• **REQUIRED WORK**: Print out each record, keeping it identical to the original.

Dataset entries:
"""

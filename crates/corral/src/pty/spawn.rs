// SPDX-License-Identifier: BUSL-1.1
// Copyright (c) 2026 Alfred Jean LLC

use std::ffi::CString;
use std::io;
use std::os::fd::{AsRawFd, OwnedFd};
use std::path::Path;

use anyhow::{bail, Context};
use bytes::Bytes;
use nix::fcntl::{fcntl, FcntlArg, OFlag};
use nix::libc;
use nix::pty::{forkpty, ForkptyResult, Winsize};
use nix::sys::signal::{kill, Signal};
use nix::sys::wait::{waitpid, WaitPidFlag, WaitStatus};
use nix::unistd::{execvp, Pid};
use tokio::io::unix::AsyncFd;
use tokio::sync::mpsc;

use super::{Backend, ExitStatus};

/// Newtype wrapper around `OwnedFd` for use with `AsyncFd`.
#[derive(Debug)]
pub struct PtyFd(pub OwnedFd);

impl AsRawFd for PtyFd {
    fn as_raw_fd(&self) -> std::os::fd::RawFd {
        self.0.as_raw_fd()
    }
}

/// Native PTY backend that spawns a child process via `forkpty`.
pub struct NativePty {
    master: AsyncFd<PtyFd>,
    child_pid: Pid,
}

impl NativePty {
    /// Spawn `command` with `args` on a new PTY in the given working
    /// directory with the given initial window size.
    // forkpty requires unsafe: post-fork child is partially initialized
    #[allow(unsafe_code)]
    pub fn spawn(
        command: &str,
        args: &[String],
        cwd: &Path,
        cols: u16,
        rows: u16,
    ) -> anyhow::Result<Self> {
        let winsize = Winsize {
            ws_col: cols,
            ws_row: rows,
            ws_xpixel: 0,
            ws_ypixel: 0,
        };

        // SAFETY: forkpty is unsafe because the child is in a
        // partially-initialized state after fork. We immediately exec.
        let result = unsafe { forkpty(&winsize, None) }.context("forkpty failed")?;

        match result {
            ForkptyResult::Child => {
                // Child process: set env, enter the worktree, exec.
                std::env::set_var("TERM", "xterm-256color");
                std::env::set_var("CORRAL", "1");
                if std::env::set_current_dir(cwd).is_err() {
                    std::process::exit(126);
                }

                let mut argv = Vec::with_capacity(args.len() + 1);
                match CString::new(command.as_bytes()) {
                    Ok(c) => argv.push(c),
                    Err(_) => std::process::exit(127),
                }
                for arg in args {
                    match CString::new(arg.as_bytes()) {
                        Ok(c) => argv.push(c),
                        Err(_) => std::process::exit(127),
                    }
                }

                let _ = execvp(&argv[0], &argv);
                // exec failed — nothing sensible left to do in the child.
                std::process::exit(127);
            }
            ForkptyResult::Parent { child, master } => {
                set_nonblocking(&master)?;
                let afd = AsyncFd::new(PtyFd(master)).context("AsyncFd::new failed")?;
                Ok(Self {
                    master: afd,
                    child_pid: child,
                })
            }
        }
    }
}

impl Backend for NativePty {
    fn run(
        &mut self,
        output_tx: mpsc::Sender<Bytes>,
        mut input_rx: mpsc::Receiver<Bytes>,
        mut resize_rx: mpsc::Receiver<(u16, u16)>,
    ) -> std::pin::Pin<Box<dyn std::future::Future<Output = anyhow::Result<ExitStatus>> + Send + '_>>
    {
        let pid = self.child_pid;
        Box::pin(async move {
            let mut buf = vec![0u8; 8192];
            let mut input_closed = false;
            let mut resize_closed = false;

            loop {
                tokio::select! {
                    result = read_chunk(&self.master, &mut buf) => {
                        match result {
                            Ok(0) => break,
                            Ok(n) => {
                                let data = Bytes::copy_from_slice(&buf[..n]);
                                if output_tx.send(data).await.is_err() {
                                    break;
                                }
                            }
                            Err(e) if e.raw_os_error() == Some(libc::EIO) => break,
                            Err(e) => return Err(e.into()),
                        }
                    }
                    input = input_rx.recv(), if !input_closed => {
                        match input {
                            Some(data) => {
                                write_all(&self.master, &data).await?;
                            }
                            None => input_closed = true,
                        }
                    }
                    dims = resize_rx.recv(), if !resize_closed => {
                        match dims {
                            Some((cols, rows)) => apply_winsize(&self.master, cols, rows)?,
                            None => resize_closed = true,
                        }
                    }
                }
            }

            // Reap the child on a blocking thread to avoid stalling the runtime
            let status = tokio::task::spawn_blocking(move || wait_for_exit(pid))
                .await
                .context("join wait thread")??;
            Ok(status)
        })
    }

    fn child_pid(&self) -> Option<u32> {
        Some(self.child_pid.as_raw() as u32)
    }
}

impl Drop for NativePty {
    fn drop(&mut self) {
        // Best-effort: the supervisor escalates SIGTERM → SIGKILL before this
        // runs; this is the backstop for abandoned backends.
        let _ = kill(self.child_pid, Signal::SIGKILL);
        let _ = waitpid(self.child_pid, Some(WaitPidFlag::WNOHANG));
    }
}

/// Apply a new window size to the PTY master.
// TIOCSWINSZ ioctl requires unsafe for the libc::ioctl call
#[allow(unsafe_code)]
fn apply_winsize(master: &AsyncFd<PtyFd>, cols: u16, rows: u16) -> anyhow::Result<()> {
    let ws = Winsize {
        ws_col: cols,
        ws_row: rows,
        ws_xpixel: 0,
        ws_ypixel: 0,
    };

    // SAFETY: TIOCSWINSZ is a well-defined ioctl that sets the window size
    // on the PTY master fd. The Winsize struct is fully initialized.
    let ret = unsafe { libc::ioctl(master.as_raw_fd(), libc::TIOCSWINSZ, &ws) };
    if ret < 0 {
        bail!(
            "TIOCSWINSZ ioctl failed: {}",
            std::io::Error::last_os_error()
        );
    }

    Ok(())
}

/// Set the given file descriptor to non-blocking mode.
fn set_nonblocking(fd: &impl std::os::fd::AsFd) -> io::Result<()> {
    let flags = fcntl(fd, FcntlArg::F_GETFL).map_err(io_err)?;
    let flags = OFlag::from_bits_truncate(flags);
    fcntl(fd, FcntlArg::F_SETFL(flags | OFlag::O_NONBLOCK)).map_err(io_err)?;
    Ok(())
}

/// Read a chunk of data from the async PTY fd.
async fn read_chunk(afd: &AsyncFd<PtyFd>, buf: &mut [u8]) -> io::Result<usize> {
    loop {
        let mut guard = afd.readable().await?;
        match guard.try_io(|inner| {
            let n = nix::unistd::read(inner, buf).map_err(io_err)?;
            Ok(n)
        }) {
            Ok(result) => return result,
            Err(_would_block) => continue,
        }
    }
}

/// Write all data to the async PTY fd.
async fn write_all(afd: &AsyncFd<PtyFd>, data: &[u8]) -> io::Result<()> {
    let mut offset = 0;
    while offset < data.len() {
        let mut guard = afd.writable().await?;
        match guard.try_io(|inner| {
            let n = nix::unistd::write(inner, &data[offset..]).map_err(io_err)?;
            Ok(n)
        }) {
            Ok(Ok(n)) => offset += n,
            Ok(Err(e)) => return Err(e),
            Err(_would_block) => continue,
        }
    }
    Ok(())
}

fn io_err(e: nix::errno::Errno) -> io::Error {
    io::Error::from_raw_os_error(e as i32)
}

/// Block until the child exits and convert to our `ExitStatus`.
fn wait_for_exit(pid: Pid) -> anyhow::Result<ExitStatus> {
    loop {
        match waitpid(pid, None) {
            Ok(WaitStatus::Exited(_, code)) => {
                return Ok(ExitStatus {
                    code: Some(code),
                    signal: None,
                });
            }
            Ok(WaitStatus::Signaled(_, sig, _)) => {
                return Ok(ExitStatus {
                    code: None,
                    signal: Some(sig as i32),
                });
            }
            Ok(_) => continue,
            Err(nix::errno::Errno::EINTR) => continue,
            Err(nix::errno::Errno::ECHILD) => {
                // Already reaped (e.g. by the drop backstop).
                return Ok(ExitStatus {
                    code: None,
                    signal: None,
                });
            }
            Err(e) => bail!("waitpid failed: {e}"),
        }
    }
}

"""

• **REPLY**:
filename crates/corral/src/pty/spawn.rs
// SPDX-License-Identifier: BUSL-1.1
// Copyright (c) 2026 Alfred Jean LLC

use std::ffi::CString;
use std::io;
use std::os::fd::{AsRawFd, OwnedFd};
use std::path::Path;

use anyhow::{bail, Context};
use bytes::Bytes;
use nix::fcntl::{fcntl, FcntlArg, OFlag};
use nix::libc;
use nix::pty::{forkpty, ForkptyResult, Winsize};
use nix::sys::signal::{kill, Signal};
use nix::sys::wait::{waitpid, WaitPidFlag, WaitStatus};
use nix::unistd::{execvp, Pid};
use tokio::io::unix::AsyncFd;
use tokio::sync::mpsc;

use super::{Backend, ExitStatus};

/// Newtype wrapper around `OwnedFd` for use with `AsyncFd`.
#[derive(Debug)]
pub struct PtyFd(pub OwnedFd);

impl AsRawFd for PtyFd {
    fn as_raw_fd(&self) -> std::os::fd::RawFd {
        self.0.as_raw_fd()
    }
}

/// Native PTY backend that spawns a child process via `forkpty`.
pub struct NativePty {
    master: AsyncFd<PtyFd>,
    child_pid: Pid,
}

impl NativePty {
    /// Spawn `command` with `args` on a new PTY in the given working
    /// directory with the given initial window size.
    // forkpty requires unsafe: post-fork child is partially initialized
    #[allow(unsafe_code)]
    pub fn spawn(
        command: &str,
        args: &[String],
        cwd: &Path,
        cols: u16,
        rows: u16,
    ) -> anyhow::Result<Self> {
        let winsize = Winsize {
            ws_col: cols,
            ws_row: rows,
            ws_xpixel: 0,
            ws_ypixel: 0,
        };

        // SAFETY: forkpty is unsafe because the child is in a
        // partially-initialized state after fork. We immediately exec.
        let result = unsafe { forkpty(&winsize, None) }.context("forkpty failed")?;

        match result {
            ForkptyResult::Child => {
                // Child process: set env, enter the worktree, exec.
                std::env::set_var("TERM", "xterm-256color");
                std::env::set_var("CORRAL", "1");
                if std::env::set_current_dir(cwd).is_err() {
                    std::process::exit(126);
                }

                let mut argv = Vec::with_capacity(args.len() + 1);
                match CString::new(command.as_bytes()) {
                    Ok(c) => argv.push(c),
                    Err(_) => std::process::exit(127),
                }
                for arg in args {
                    match CString::new(arg.as_bytes()) {
                        Ok(c) => argv.push(c),
                        Err(_) => std::process::exit(127),
                    }
                }

                let _ = execvp(&argv[0], &argv);
                // exec failed — nothing sensible left to do in the child.
                std::process::exit(127);
            }
            ForkptyResult::Parent { child, master } => {
                set_nonblocking(&master)?;
                let afd = AsyncFd::new(PtyFd(master)).context("AsyncFd::new failed")?;
                Ok(Self {
                    master: afd,
                    child_pid: child,
                })
            }
        }
    }
}

impl Backend for NativePty {
    fn run(
        &mut self,
        output_tx: mpsc::Sender<Bytes>,
        mut input_rx: mpsc::Receiver<Bytes>,
        mut resize_rx: mpsc::Receiver<(u16, u16)>,
    ) -> std::pin::Pin<Box<dyn std::future::Future<Output = anyhow::Result<ExitStatus>> + Send + '_>>
    {
        let pid = self.child_pid;
        Box::pin(async move {
            let mut buf = vec![0u8; 8192];
            let mut input_closed = false;
            let mut resize_closed = false;

            loop {
                tokio::select! {
                    result = read_chunk(&self.master, &mut buf) => {
                        match result {
                            Ok(0) => break,
                            Ok(n) => {
                                let data = Bytes::copy_from_slice(&buf[..n]);
                                if output_tx.send(data).await.is_err() {
                                    break;
                                }
                            }
                            Err(e) if e.raw_os_error() == Some(libc::EIO) => break,
                            Err(e) => return Err(e.into()),
                        }
                    }
                    input = input_rx.recv(), if !input_closed => {
                        match input {
                            Some(data) => {
                                write_all(&self.master, &data).await?;
                            }
                            None => input_closed = true,
                        }
                    }
                    dims = resize_rx.recv(), if !resize_closed => {
                        match dims {
                            Some((cols, rows)) => apply_winsize(&self.master, cols, rows)?,
                            None => resize_closed = true,
                        }
                    }
                }
            }

            // Reap the child on a blocking thread to avoid stalling the runtime
            let status = tokio::task::spawn_blocking(move || wait_for_exit(pid))
                .await
                .context("join wait thread")??;
            Ok(status)
        })
    }

    fn child_pid(&self) -> Option<u32> {
        Some(self.child_pid.as_raw() as u32)
    }
}

impl Drop for NativePty {
    fn drop(&mut self) {
        // Best-effort: the supervisor escalates SIGTERM → SIGKILL before this
        // runs; this is the backstop for abandoned backends.
        let _ = kill(self.child_pid, Signal::SIGKILL);
        let _ = waitpid(self.child_pid, Some(WaitPidFlag::WNOHANG));
    }
}

/// Apply a new window size to the PTY master.
// TIOCSWINSZ ioctl requires unsafe for the libc::ioctl call
#[allow(unsafe_code)]
fn apply_winsize(master: &AsyncFd<PtyFd>, cols: u16, rows: u16) -> anyhow::Result<()> {
    let ws = Winsize {
        ws_col: cols,
        ws_row: rows,
        ws_xpixel: 0,
        ws_ypixel: 0,
    };

    // SAFETY: TIOCSWINSZ is a well-defined ioctl that sets the window size
    // on the PTY master fd. The Winsize struct is fully initialized.
    let ret = unsafe { libc::ioctl(master.as_raw_fd(), libc::TIOCSWINSZ, &ws) };
    if ret < 0 {
        bail!(
            "TIOCSWINSZ ioctl failed: {}",
            std::io::Error::last_os_error()
        );
    }

    Ok(())
}

/// Set the given file descriptor to non-blocking mode.
fn set_nonblocking(fd: &impl std::os::fd::AsFd) -> io::Result<()> {
    let flags = fcntl(fd, FcntlArg::F_GETFL).map_err(io_err)?;
    let flags = OFlag::from_bits_truncate(flags);
    fcntl(fd, FcntlArg::F_SETFL(flags | OFlag::O_NONBLOCK)).map_err(io_err)?;
    Ok(())
}

/// Read a chunk of data from the async PTY fd.
async fn read_chunk(afd: &AsyncFd<PtyFd>, buf: &mut [u8]) -> io::Result<usize> {
    loop {
        let mut guard = afd.readable().await?;
        match guard.try_io(|inner| {
            let n = nix::unistd::read(inner, buf).map_err(io_err)?;
            Ok(n)
        }) {
            Ok(result) => return result,
            Err(_would_block) => continue,
        }
    }
}

/// Write all data to the async PTY fd.
async fn write_all(afd: &AsyncFd<PtyFd>, data: &[u8]) -> io::Result<()> {
    let mut offset = 0;
    while offset < data.len() {
        let mut guard = afd.writable().await?;
        match guard.try_io(|inner| {
            let n = nix::unistd::write(inner, &data[offset..]).map_err(io_err)?;
            Ok(n)
        }) {
            Ok(Ok(n)) => offset += n,
            Ok(Err(e)) => return Err(e),
            Err(_would_block) => continue,
        }
    }
    Ok(())
}

fn io_err(e: nix::errno::Errno) -> io::Error {
    io::Error::from_raw_os_error(e as i32)
}

/// Block until the child exits and convert to our `ExitStatus`.
fn wait_for_exit(pid: Pid) -> anyhow::Result<ExitStatus> {
    loop {
        match waitpid(pid, None) {
            Ok(WaitStatus::Exited(_, code)) => {
                return Ok(ExitStatus {
                    code: Some(code),
                    signal: None,
                });
            }
            Ok(WaitStatus::Signaled(_, sig, _)) => {
                return Ok(ExitStatus {
                    code: None,
                    signal: Some(sig as i32),
                });
            }
            Ok(_) => continue,
            Err(nix::errno::Errno::EINTR) => continue,
            Err(nix::errno::Errno::ECHILD) => {
                // Already reaped (e.g. by the drop backstop).
                return Ok(ExitStatus {
                    code: None,
                    signal: None,
                });
            }
            Err(e) => bail!("waitpid failed: {e}"),
        }
    }
}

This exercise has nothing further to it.